A therapist also can help clarify the true nature of the relationship by encouraging an open evaluation of the relationship’s strengths and weaknesses. If unhealthy patterns exist – such as codependency, emotional abuse or repeated affairs – the therapist may call these behaviors into question. In addition, therapy can help those people who feel they are to blame for the Infidelity work through these feelings and develop a new perspective.
When a couple decides to end their relationship, a therapist can still be of assistance to both partners. The partner who was betrayed may find it beneficial to discuss his or her anger and feelings of inadequacy. And a therapist can help both partners cope with the trauma of the loss of their life partner.
The partner who committed the Infidelity may feel regret and wish to understand what caused him or her to pursue an affair in the first place. A therapist can help by helping the person determine ways to communicate feelings of dissatisfaction more effectively so that he or she does not repeat the behavior.
The Recovery Process
Recovery following Infidelity can be a lengthy process. Although there are no ironclad rules for determining how quickly or even if a couple will recover from an affair, experts agree that healing can often occur within two years. Some couples may take longer to fully recover, while others can repair their relationship sooner. The length of the recovery time is often directly related to what happens immediately after the affair is discovered.

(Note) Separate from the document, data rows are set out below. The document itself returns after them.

// ABOUTME: Unified error handling for the BMI engine with typed measurement errors
// ABOUTME: Defines ErrorCode, MeasurementError, AppError, and the JSON error envelope
//
// SPDX-License-Identifier: MIT OR Apache-2.0
// Copyright (c) 2025 BMI Calculator Contributors

//! # Unified Error Handling System
//!
//! Two layers of errors live here:
//!
//! - [`MeasurementError`] is the typed error returned by the engine (validator,
//!   calculator, classifier). Every variant is an input-correction error: the caller
//!   re-prompts, nothing is retried.
//! - [`AppError`] is the boundary error carried to the presentation layer, with an
//!   [`ErrorCode`], a human-readable message, optional context, and a source chain.

use serde::{Deserialize, Serialize};
use std::fmt;
use thiserror::Error;

/// Standard error codes used throughout the application
#[derive(Debug, Clone, Copy, PartialEq, Eq, Hash, Serialize, Deserialize)]
pub enum ErrorCode {
    // Validation (3000-3999)
    /// Non-positive or non-finite measurement, or a non-finite BMI
    #[serde(rename = "INVALID_INPUT")]
    InvalidInput = 3000,
    /// Measurement outside its configured realistic range
    #[serde(rename = "VALUE_OUT_OF_RANGE")]
    ValueOutOfRange = 3003,
    /// Negative BMI handed to the classifier
    #[serde(rename = "NEGATIVE_BMI")]
    NegativeBmi = 3004,

    // Configuration (6000-6999)
    /// Configuration could not be read
    #[serde(rename = "CONFIG_ERROR")]
    ConfigError = 6000,
    /// Configuration was read but failed validation
    #[serde(rename = "CONFIG_INVALID")]
    ConfigInvalid = 6002,

    // Internal Errors (9000-9999)
    /// Unexpected failure, details go to the log only
    #[serde(rename = "INTERNAL_ERROR")]
    InternalError = 9000,
    /// Output could not be serialized
    #[serde(rename = "SERIALIZATION_ERROR")]
    SerializationError = 9003,
}

impl ErrorCode {
    /// Process exit status for a command-line front end (sysexits.h values)
    #[must_use]
    pub const fn exit_code(&self) -> i32 {
        match self {
            // EX_DATAERR
            Self::InvalidInput | Self::ValueOutOfRange | Self::NegativeBmi => 65,
            // EX_CONFIG
            Self::ConfigError | Self::ConfigInvalid => 78,
            // EX_SOFTWARE
            Self::InternalError | Self::SerializationError => 70,
        }
    }

    /// Whether the error is a fault in the program rather than in what the user supplied
    #[must_use]
    pub const fn is_internal(&self) -> bool {
        matches!(self, Self::InternalError | Self::SerializationError)
    }

    /// Get a user-friendly description of this error
    #[must_use]
    pub const fn description(&self) -> &'static str {
        match self {
            Self::InvalidInput => "The provided input is invalid",
            Self::ValueOutOfRange => "The provided value is outside the acceptable range",
            Self::NegativeBmi => "The BMI value is negative",
            Self::ConfigError => "Configuration error encountered",
            Self::ConfigInvalid => "Configuration is invalid",
            Self::InternalError => "An unexpected error occurred",
            Self::SerializationError => "Data serialization failed",
        }
    }
}

/// Which body measurement an error refers to
#[derive(Debug, Clone, Copy, PartialEq, Eq, Hash, Serialize, Deserialize)]
#[serde(rename_all = "snake_case")]
pub enum Measurement {
    /// Standing height in centimeters
    Height,
    /// Body weight in kilograms
    Weight,
}

impl Measurement {
    /// Unit suffix used in messages
    #[must_use]
    pub const fn unit(&self) -> &'static str {
        match self {
            Self::Height => "cm",
            Self::Weight => "kg",
        }
    }
}

impl fmt::Display for Measurement {
    fn fmt(&self, f: &mut fmt::Formatter<'_>) -> fmt::Result {
        match self {
            Self::Height => f.write_str("Height"),
            Self::Weight => f.write_str("Weight"),
        }
    }
}

/// Typed input errors produced by the validator, calculator, and classifier
#[derive(Debug, Clone, Copy, PartialEq, Error)]
pub enum MeasurementError {
    /// NaN or infinite measurement
    #[error("{measurement} must be a finite number.")]
    NonFinite {
        /// Offending measurement
        measurement: Measurement,
    },

    /// Zero or negative measurement
    #[error("{measurement} must be a positive value.")]
    NonPositive {
        /// Offending measurement
        measurement: Measurement,
    },

    /// Positive but below the configured minimum
    #[error(
        "{measurement} seems too low. Please enter a value between {min} and {max} {}.",
        .measurement.unit()
    )]
    TooLow {
        /// Offending measurement
        measurement: Measurement,
        /// Received value
        value: f64,
        /// Configured minimum
        min: f64,
        /// Configured maximum
        max: f64,
    },

    /// Above the configured maximum
    #[error(
        "{measurement} exceeds realistic range. Maximum allowed: {max} {}.",
        .measurement.unit()
    )]
    TooHigh {
        /// Offending measurement
        measurement: Measurement,
        /// Received value
        value: f64,
        /// Configured maximum
        max: f64,
    },

    /// Classifier received a negative BMI
    #[error("BMI cannot be negative. Received: {0}")]
    NegativeBmi(f64),

    /// Classifier received NaN
    #[error("BMI must be a number. Received: {0}")]
    InvalidBmi(f64),
}

impl MeasurementError {
    /// Map this error onto the shared error code space
    #[must_use]
    pub const fn code(&self) -> ErrorCode {
        match self {
            Self::NonFinite { .. } | Self::NonPositive { .. } | Self::InvalidBmi(_) => {
                ErrorCode::InvalidInput
            }
            Self::TooLow { .. } | Self::TooHigh { .. } => ErrorCode::ValueOutOfRange,
            Self::NegativeBmi(_) => ErrorCode::NegativeBmi,
        }
    }

    /// The measurement at fault, if the error concerns height or weight
    #[must_use]
    pub const fn measurement(&self) -> Option<Measurement> {
        match self {
            Self::NonFinite { measurement }
            | Self::NonPositive { measurement }
            | Self::TooLow { measurement, .. }
            | Self::TooHigh { measurement, .. } => Some(*measurement),
            Self::NegativeBmi(_) | Self::InvalidBmi(_) => None,
        }
    }
}

/// Additional context that can be attached to errors
#[derive(Debug, Clone, Serialize, Deserialize)]
pub struct ErrorContext {
    /// Input field the error refers to
    pub field: Option<Measurement>,
    /// Additional key-value context
    pub details: serde_json::Value,
}

impl Default for ErrorContext {
    fn default() -> Self {
        Self {
            field: None,
            details: serde_json::Value::Null,
        }
    }
}

/// Unified error type for the application boundary
#[derive(Debug, Error)]
pub struct AppError {
    /// Error code
    pub code: ErrorCode,
    /// Human-readable error message
    pub message: String,
    /// Additional context
    pub context: ErrorContext,
    /// Source error for error chaining
    #[source]
    pub source: Option<Box<dyn std::error::Error + Send + Sync>>,
}

impl AppError {
    /// Create a new `AppError` with the given code and message
    pub fn new(code: ErrorCode, message: impl Into<String>) -> Self {
        Self {
            code,
            message: message.into(),
            context: ErrorContext::default(),
            source: None,
        }
    }

    /// Attach the input field the error refers to
    #[must_use]
    pub fn with_field(mut self, field: Measurement) -> Self {
        self.context.field = Some(field);
        self
    }

    /// Add details to the error context
    #[must_use]
    pub fn with_details(mut self, details: serde_json::Value) -> Self {
        self.context.details = details;
        self
    }

    /// Add a source error for error chaining
    #[must_use]
    pub fn with_source(mut self, source: impl std::error::Error + Send + Sync + 'static) -> Self {
        self.source = Some(Box::new(source));
        self
    }

    /// Invalid input
    pub fn invalid_input(message: impl Into<String>) -> Self {
        Self::new(ErrorCode::InvalidInput, message)
    }

    /// Internal error
    pub fn internal(message: impl Into<String>) -> Self {
        Self::new(ErrorCode::InternalError, message)
    }

    /// Message safe to show an end user: internal details are replaced by the
    /// code's generic description
    #[must_use]
    pub fn user_message(&self) -> String {
        if self.code.is_internal() {
            format!("{}. Please try again.", self.code.description())
        } else {
            self.message.clone()
        }
    }
}

impl fmt::Display for AppError {
    fn fmt(&self, f: &mut fmt::Formatter<'_>) -> fmt::Result {
        write!(f, "{}: {}", self.code.description(), self.message)
    }
}

impl From<MeasurementError> for AppError {
    fn from(error: MeasurementError) -> Self {
        let app_error = Self::new(error.code(), error.to_string());
        let app_error = match error.measurement() {
            Some(field) => app_error.with_field(field),
            None => app_error,
        };
        app_error.with_source(error)
    }
}

impl From<serde_json::Error> for AppError {
    fn from(error: serde_json::Error) -> Self {
        Self::new(ErrorCode::SerializationError, error.to_string()).with_source(error)
    }
}

impl From<anyhow::Error> for AppError {
    fn from(error: anyhow::Error) -> Self {
        match error.chain().nth(1) {
            Some(source) => Self::internal(error.to_string()).with_details(serde_json::json!({
                "source": source.to_string()
            })),
            None => Self::internal(error.to_string()),
        }
    }
}

/// Result type alias for convenience
pub type AppResult<T> = Result<T, AppError>;

/// JSON error envelope printed by front ends
#[derive(Debug, Serialize, Deserialize)]
pub struct ErrorResponse {
    /// Error payload
    pub error: ErrorResponseDetails,
}

/// Body of [`ErrorResponse`]
#[derive(Debug, Serialize, Deserialize)]
pub struct ErrorResponseDetails {
    /// Error code
    pub code: ErrorCode,
    /// User-facing message
    pub message: String,
    /// Input field at fault
    #[serde(skip_serializing_if = "Option::is_none")]
    pub field: Option<Measurement>,
    /// Additional details
    #[serde(skip_serializing_if = "serde_json::Value::is_null")]
    pub details: serde_json::Value,
}

impl From<AppError> for ErrorResponse {
    fn from(error: AppError) -> Self {
        let message = error.user_message();
        Self {
            error: ErrorResponseDetails {
                code: error.code,
                message,
                field: error.context.field,
                details: error.context.details,
            },
        }
    }
}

Other factors that influence how quickly and effectively couples recover include each partner’s:
Tolerance for conflict
Capacity for honesty
Acceptance of personal responsibility
Just as each relationship is distinct from another, the process of recovering from Infidelity will vary from one couple to another. Recovery typically progresses through the following phases:
Trauma Phase: Upon learning of the affair, the betrayed partner may experience shock and significant emotional trauma. He or she may feel angry, vengeful and hopeless. This phase is often marked by a roller coaster of emotions, ranging from loss and grief to rage and frustration, and it can be accompanied by bouts of tears or conflict. Both partners also may experience physical side effects from the trauma, particularly appetite and weight loss.
Issues Clarification Phase: It is during this time that couples begin to examine what led to the affair. Although there is still a great deal of emotional instability, partners want to understand why the affair occurred. The sooner couples begin this process, the sooner they can come to terms with Infidelity in an honest manner. Enlisting the assistance of a therapist can be helpful during this time, which may be psychologically stressful to one or both partners.
Addressing the Problem Phase: This is when the real work begins. As emotions become more manageable, spouses tackle the difficult task of working on the issues that led to the affair. There will be highs and lows as guilt and anger become mixed with longing for the relationship as it once was. Couples who persevere through this phase will often be able to address the issues that lie at the core of their discontent – and build the relationship they wanted all along.